終業を報せるチャイムと共に立ち上がる。お目当ての人物は律儀にも、教室の直ぐ外、廊下の壁にピタリと張り付くようにして直立不動で立っていた。
「…ジェイク、お待たせ。」
「お嬢様。」
「ジェイクさぁ、学園まであなたを連れてきた私が言うのもなんだけど、授業中くらい好きに、というか、せめて楽にしてたらいいのに。」
「はい。私は、私の好きにさせて頂いております。」
「え、でも…」
「壁の向こうのお嬢様の存在を常に感じながら、お嬢様が学ばれる全てを把握し、お嬢様の発言を一言ももらさず耳にする。…執事として、これ以上の至福はございません。」
「…」
(…私が発言するのなんて、1日に一回あるか無いかなんだけど…)
いつの間にやら変な方向に執事魂を進化させているジェイクに苦笑する。
(…やっぱり、可愛いなぁ。)
本当、嬉しそうにニコニコしてこちらを見下ろすジェイク。その無邪気な笑顔を見上げて、
「…ねぇ、ジェイク?お願いがあるんだけど。」
─今度のピクニック、ジェイクもついてきてよ
お嬢様の願いであれば、何処へなりと。そう返した己に笑って下さったお嬢様。あの笑顔をお守りするためならば、地獄までもお供する。そう、決めてはいたけれど─
「お、お嬢様お嬢様、あぶ、危ぶないです。危険です。よろしくありません。ここは料理長にお任せして、」
「大丈夫だよ、ジェイク。サンドイッチ作るくらいで怪我しないって。」
鼻歌混じりに、されたことも無い料理に挑まれるお嬢様。本日は日の出前にご起床され、お止めする間もなく厨房へと向かわれた。

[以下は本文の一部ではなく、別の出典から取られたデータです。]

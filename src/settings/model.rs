use serde::{Deserialize, Serialize};

use crate::constants::{DEFAULT_GAIN, DEFAULT_SMOOTHING, GAIN_RANGE, SMOOTHING_RANGE};
use crate::error::ScopeError;

/// User-tunable values that survive restarts.
#[derive(Debug, Clone, Copy, PartialEq)]
pub struct Settings {
    pub device_index: Option<usize>,
    pub gain: f32,
    /// Loaded, shown and saved, but not applied to the signal.
    pub smoothing: f32,
}

impl Default for Settings {
    fn default() -> Self {
        Self {
            device_index: None,
            gain: DEFAULT_GAIN,
            smoothing: DEFAULT_SMOOTHING,
        }
    }
}

impl Settings {
    pub fn with_gain(mut self, gain: f32) -> Self {
        self.gain = clamp_gain(gain);
        self
    }

    pub fn with_smoothing(mut self, smoothing: f32) -> Self {
        self.smoothing = clamp_smoothing(smoothing);
        self
    }
}

pub fn clamp_gain(gain: f32) -> f32 {
    gain.clamp(*GAIN_RANGE.start(), *GAIN_RANGE.end())
}

pub fn clamp_smoothing(smoothing: f32) -> f32 {
    smoothing.clamp(*SMOOTHING_RANGE.start(), *SMOOTHING_RANGE.end())
}

/// On-disk shape. Every field is optional when reading so a partial file
/// still loads; unknown fields are ignored.
#[derive(Debug, Default, Deserialize)]
#[serde(default)]
pub(crate) struct StoredSettings {
    pub device_index: Option<usize>,
    pub gain: Option<f64>,
    pub smoothing: Option<f64>,
}

impl StoredSettings {
    pub fn into_settings(self) -> Settings {
        let defaults = Settings::default();
        Settings {
            device_index: self.device_index,
            gain: clamp_gain(self.gain.map(|g| g as f32).unwrap_or(defaults.gain)),
            smoothing: clamp_smoothing(
                self.smoothing.map(|s| s as f32).unwrap_or(defaults.smoothing),
            ),
        }
    }
}

/// Exactly the three canonical fields, all present, numbers as floats.
#[derive(Debug, Serialize)]
pub(crate) struct PersistedSettings {
    pub device_index: usize,
    pub gain: f64,
    pub smoothing: f64,
}

impl TryFrom<&Settings> for PersistedSettings {
    type Error = ScopeError;

    fn try_from(settings: &Settings) -> Result<Self, Self::Error> {
        let device_index = settings.device_index.ok_or(ScopeError::IncompleteSettings)?;
        Ok(Self {
            device_index,
            gain: settings.gain as f64,
            smoothing: settings.smoothing as f64,
        })
    }
}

(…学園に入学するまでは、王太子殿下とも久しくお会い出来ていませんでしたからね。その分、お嬢様も本日のお出かけを楽しみにされている、それは分かるのですが…)
お嬢様に、「意中の彼に手作りサンドイッチ作戦」なるものを聞かされた時には、眩暈がするほどの恐怖を覚えた。例えそれが、お嬢様のおっしゃる「乙女心」なのだとしても、やはり─
「っ!?ほ、包丁!?お嬢様!?包丁など持って!どうなさるおつもりですか!?」
「え?切るんだよ。…包丁だよ?」
「な、何をお切りになるのです!?危ないです!危険です!即刻、お離し下さい!」
「…包丁無いとトマトもキュウリも切れないよ。」
「そのまま!そのままで構いません!丸のままお入れ下さい!」
「無理だよ!?」
サンドイッチだよ?と苦笑するお嬢様に申し訳ないとは思うものの、恐ろし過ぎて、お嬢様の手元を見ていられない。
(っ!私が!私が代わりにっ!)
しかし、その願いは既に却下済み、今は、無様に指をくわえてお嬢様を見守ることしか許されていない。
(お嬢様…)
己の心配など露ほども気にしない、楽しそうに料理をなさるお嬢様。その穏やかな笑顔が嬉しくて、苦しくて、何だか、泣きたくなった。